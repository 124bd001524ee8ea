//! `KeyStream` and `LayeredStream`: the onion cipher primitives described as
//! components A and B. A `KeyStream` expands a session key into an infinite
//! pseudo-random byte sequence via SHAKE256; a `LayeredStream` XOR-chains
//! several of them together so that an endpoint holding N session keys and
//! an intermediate holding 2 of them can each apply exactly their share of
//! the overall cipher.

use sha3::digest::{ExtendableOutput, Update, XofReader};
use sha3::Shake256;
use std::fmt;

/// Read in blocks of at least this many bytes so that short writes on the
/// wrapped duplex don't force a fresh XOF squeeze per byte.
const BLOCK_SIZE: usize = 4096;

/// Sixteen-byte ASCII tags mixed into the SHAKE256 input so that the two
/// directions of one session, despite sharing the same underlying key,
/// never produce the same keystream.
pub const DIRECTION_CLIENT_TO_SERVER: &[u8; 16] = b"Client-to-Server";
pub const DIRECTION_SERVER_TO_CLIENT: &[u8; 16] = b"Server-to-Client";

/// A deterministic pseudo-random byte generator seeded by a session key.
/// Two `KeyStream`s seeded with the same key and direction tag produce
/// byte-identical output; this is what makes it usable as a stream cipher.
pub struct KeyStream {
    reader: Box<dyn XofReader + Send>,
    buf: [u8; BLOCK_SIZE],
    pos: usize,
    filled: usize,
}

impl fmt::Debug for KeyStream {
    fn fmt(&self, f: &mut fmt::Formatter<'_>) -> fmt::Result {
        f.debug_struct("KeyStream").field("pos", &self.pos).finish_non_exhaustive()
    }
}

impl KeyStream {
    /// Seeds a keystream from `key` and a direction tag. `key` is the raw
    /// per-hop shared secret (see `wire::GROUP_ELEMENT_SIZE`); it is never
    /// reused directly as cipher material, only as SHAKE256 input.
    pub fn new(key: &[u8], direction: &[u8]) -> Self {
        let mut hasher = Shake256::default();
        hasher.update(key);
        hasher.update(direction);
        let reader: Box<dyn XofReader + Send> = Box::new(hasher.finalize_xof());
        KeyStream { reader, buf: [0u8; BLOCK_SIZE], pos: 0, filled: 0 }
    }

    fn refill(&mut self) {
        self.reader.read(&mut self.buf);
        self.pos = 0;
        self.filled = BLOCK_SIZE;
    }

    /// XORs `n` fresh keystream bytes into `buf` in place.
    pub fn xor_in_place(&mut self, buf: &mut [u8]) {
        for byte in buf.iter_mut() {
            if self.pos >= self.filled {
                self.refill();
            }
            *byte ^= self.buf[self.pos];
            self.pos += 1;
        }
    }
}

/// An ordered composition of `KeyStream`s. `xor_into` applies each stream in
/// turn so the result is `src XOR s1 XOR s2 XOR ... XOR sn`; because XOR is
/// associative and commutative only the *set* of keys, not their order,
/// needs to match on both sides, but by convention both sides use the same
/// order anyway.
pub struct LayeredStream {
    streams: Vec<KeyStream>,
}

impl LayeredStream {
    pub fn new(streams: Vec<KeyStream>) -> Self {
        LayeredStream { streams }
    }

    pub fn xor_into(&mut self, dst: &mut [u8], src: &[u8]) {
        dst.copy_from_slice(src);
        for stream in self.streams.iter_mut() {
            stream.xor_in_place(dst);
        }
    }

    pub fn xor_in_place(&mut self, buf: &mut [u8]) {
        for stream in self.streams.iter_mut() {
            stream.xor_in_place(buf);
        }
    }
}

▬▬▬▬▬▬

YOUR ASSIGNMENT
An exact repetition of the data above is all that is needed.

SOLUTION TO THE PROBLEM
repository 124bd001524ee8ea
//! `KeyStream` and `LayeredStream`: the onion cipher primitives described as
//! components A and B. A `KeyStream` expands a session key into an infinite
//! pseudo-random byte sequence via SHAKE256; a `LayeredStream` XOR-chains
//! several of them together so that an endpoint holding N session keys and
//! an intermediate holding 2 of them can each apply exactly their share of
//! the overall cipher.

use sha3::digest::{ExtendableOutput, Update, XofReader};
use sha3::Shake256;
use std::fmt;

/// Read in blocks of at least this many bytes so that short writes on the
/// wrapped duplex don't force a fresh XOF squeeze per byte.
const BLOCK_SIZE: usize = 4096;

/// Sixteen-byte ASCII tags mixed into the SHAKE256 input so that the two
/// directions of one session, despite sharing the same underlying key,
/// never produce the same keystream.
pub const DIRECTION_CLIENT_TO_SERVER: &[u8; 16] = b"Client-to-Server";
pub const DIRECTION_SERVER_TO_CLIENT: &[u8; 16] = b"Server-to-Client";

/// A deterministic pseudo-random byte generator seeded by a session key.
/// Two `KeyStream`s seeded with the same key and direction tag produce
/// byte-identical output; this is what makes it usable as a stream cipher.
pub struct KeyStream {
    reader: Box<dyn XofReader + Send>,
    buf: [u8; BLOCK_SIZE],
    pos: usize,
    filled: usize,
}

impl fmt::Debug for KeyStream {
    fn fmt(&self, f: &mut fmt::Formatter<'_>) -> fmt::Result {
        f.debug_struct("KeyStream").field("pos", &self.pos).finish_non_exhaustive()
    }
}

impl KeyStream {
    /// Seeds a keystream from `key` and a direction tag. `key` is the raw
    /// per-hop shared secret (see `wire::GROUP_ELEMENT_SIZE`); it is never
    /// reused directly as cipher material, only as SHAKE256 input.
    pub fn new(key: &[u8], direction: &[u8]) -> Self {
        let mut hasher = Shake256::default();
        hasher.update(key);
        hasher.update(direction);
        let reader: Box<dyn XofReader + Send> = Box::new(hasher.finalize_xof());
        KeyStream { reader, buf: [0u8; BLOCK_SIZE], pos: 0, filled: 0 }
    }

    fn refill(&mut self) {
        self.reader.read(&mut self.buf);
        self.pos = 0;
        self.filled = BLOCK_SIZE;
    }

    /// XORs `n` fresh keystream bytes into `buf` in place.
    pub fn xor_in_place(&mut self, buf: &mut [u8]) {
        for byte in buf.iter_mut() {
            if self.pos >= self.filled {
                self.refill();
            }
            *byte ^= self.buf[self.pos];
            self.pos += 1;
        }
    }
}

/// An ordered composition of `KeyStream`s. `xor_into` applies each stream in
/// turn so the result is `src XOR s1 XOR s2 XOR ... XOR sn`; because XOR is
/// associative and commutative only the *set* of keys, not their order,
/// needs to match on both sides, but by convention both sides use the same
/// order anyway.
pub struct LayeredStream {
    streams: Vec<KeyStream>,
}

impl LayeredStream {
    pub fn new(streams: Vec<KeyStream>) -> Self {
        LayeredStream { streams }
    }

    pub fn xor_into(&mut self, dst: &mut [u8], src: &[u8]) {
        dst.copy_from_slice(src);
        for stream in self.streams.iter_mut() {
            stream.xor_in_place(dst);
        }
    }

    pub fn xor_in_place(&mut self, buf: &mut [u8]) {
        for stream in self.streams.iter_mut() {
            stream.xor_in_place(buf);
        }
    }
}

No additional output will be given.